Stored items

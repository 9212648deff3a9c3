use std::io::Cursor;
use std::path::Path;

use palette_map::RgbaBuffer;

use crate::error::ImageIoError;

/// Decode a PNG into an RGBA8 buffer.
///
/// Indexed, low bit depth and 16-bit images are expanded or stripped to
/// 8-bit channels first; gray channels are replicated into RGB and missing
/// alpha becomes 255.
pub fn decode_png(data: &[u8]) -> Result<RgbaBuffer, ImageIoError> {
    let mut decoder = png::Decoder::new(Cursor::new(data));
    decoder.set_transformations(png::Transformations::EXPAND | png::Transformations::STRIP_16);

    let mut reader = decoder
        .read_info()
        .map_err(|e| ImageIoError::PngDecode(e.to_string()))?;
    let mut buf = vec![0; reader.output_buffer_size()];
    let info = reader
        .next_frame(&mut buf)
        .map_err(|e| ImageIoError::PngDecode(e.to_string()))?;
    buf.truncate(info.buffer_size());

    let width = info.width as usize;
    let height = info.height as usize;
    let raw = match info.color_type {
        png::ColorType::Rgba => buf,
        png::ColorType::Rgb => buf
            .chunks_exact(3)
            .flat_map(|px| [px[0], px[1], px[2], 255])
            .collect(),
        png::ColorType::GrayscaleAlpha => buf
            .chunks_exact(2)
            .flat_map(|px| [px[0], px[0], px[0], px[1]])
            .collect(),
        png::ColorType::Grayscale => buf.iter().flat_map(|&v| [v, v, v, 255]).collect(),
        other => {
            return Err(ImageIoError::PngDecode(format!(
                "unexpected color type after expansion: {other:?}"
            )))
        }
    };

    Ok(RgbaBuffer::from_raw(width, height, raw)?)
}

/// Encode an RGBA8 buffer as PNG.
pub fn encode_png(image: &RgbaBuffer) -> Result<Vec<u8>, ImageIoError> {
    let (width, height) = dimensions(image)?;
    let data: Vec<u8> = image.pixels().iter().flat_map(|px| px.to_bytes()).collect();

    let mut buf = Cursor::new(Vec::new());
    {
        let mut encoder = png::Encoder::new(&mut buf, width, height);
        encoder.set_color(png::ColorType::Rgba);
        encoder.set_depth(png::BitDepth::Eight);
        encoder.set_compression(png::Compression::Default);
        let mut writer = encoder
            .write_header()
            .map_err(|e| ImageIoError::PngEncode(e.to_string()))?;
        writer
            .write_image_data(&data)
            .map_err(|e| ImageIoError::PngEncode(e.to_string()))?;
    }
    Ok(buf.into_inner())
}

pub fn read_png(path: &Path) -> Result<RgbaBuffer, ImageIoError> {
    let data = std::fs::read(path).map_err(|source| ImageIoError::Read {
        path: path.to_path_buf(),
        source,
    })?;
    decode_png(&data)
}

pub fn write_png(path: &Path, image: &RgbaBuffer) -> Result<(), ImageIoError> {
    let data = encode_png(image)?;
    std::fs::write(path, data).map_err(|source| ImageIoError::Write {
        path: path.to_path_buf(),
        source,
    })
}

fn dimensions(image: &RgbaBuffer) -> Result<(u32, u32), ImageIoError> {
    let unsupported = || ImageIoError::UnsupportedDimensions {
        width: image.width(),
        height: image.height(),
    };
    if image.is_empty() {
        return Err(unsupported());
    }
    let width = u32::try_from(image.width()).map_err(|_| unsupported())?;
    let height = u32::try_from(image.height()).map_err(|_| unsupported())?;
    Ok((width, height))
}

Work to be completed: After reading through the records, count the lines that hold the string "source" and give only the count.

The answer: 4